══ TASK MATERIAL

use thiserror::Error;

use super::parse::CommandKind;
use crate::task::DateTimeError;

/// Everything a user can get wrong in a command line.
///
/// The `Display` text is shown to the user as the reply.
#[derive(Debug, Clone, PartialEq, Eq, Error)]
pub enum CommandError {
    #[error("Input text should not be empty.")]
    EmptyInput,

    #[error("{}", missing_argument(.0))]
    EmptyArgument(CommandKind),

    #[error("{}", malformed(.0))]
    MalformedCommand(CommandKind),

    #[error("'{0}' is not a valid task number. Please enter a task number which is numerical.")]
    NotANumber(String),

    #[error("{}", out_of_range(.number, .len))]
    IndexOutOfRange { number: i64, len: usize },

    #[error(transparent)]
    InvalidDateTime(#[from] DateTimeError),

    #[error(
        "I don't understand '{0}'. Please try again with a valid command \
         (List of commands: {commands}).",
        commands = known_commands()
    )]
    UnknownCommand(String),
}

fn missing_argument(kind: &CommandKind) -> String {
    let what = match kind {
        CommandKind::Find => "The keyword provided is empty. Please provide a valid search keyword",
        CommandKind::Delete | CommandKind::Mark | CommandKind::Unmark => {
            "The task number provided is empty. Please provide a valid task number"
        }
        _ => "The description cannot be empty. Please provide a task description",
    };
    format!("{} (e.g., {}).", what, kind.example())
}

fn malformed(kind: &CommandKind) -> String {
    format!(
        "The {} format is incorrect. Please follow the format '{}' (e.g., {}).",
        kind.word(),
        kind.usage(),
        kind.example()
    )
}

fn out_of_range(number: &i64, len: &usize) -> String {
    match *len {
        0 => format!(
            "Task number {} is out of range. Your task list is empty.",
            number
        ),
        1 => format!(
            "Task number {} is out of range. The only valid task number is 1.",
            number
        ),
        _ => format!(
            "Task number {} is out of range. Please provide a number between 1 and {}.",
            number, len
        ),
    }
}

fn known_commands() -> String {
    CommandKind::ALL
        .iter()
        .map(|kind| kind.word())
        .collect::<Vec<_>>()
        .join(", ")
}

════

## WHAT TO WORK ON:
Only a number is wanted here: how many lines in the entries contain the word "usize"?

## EXPECTED OUTPUT:
2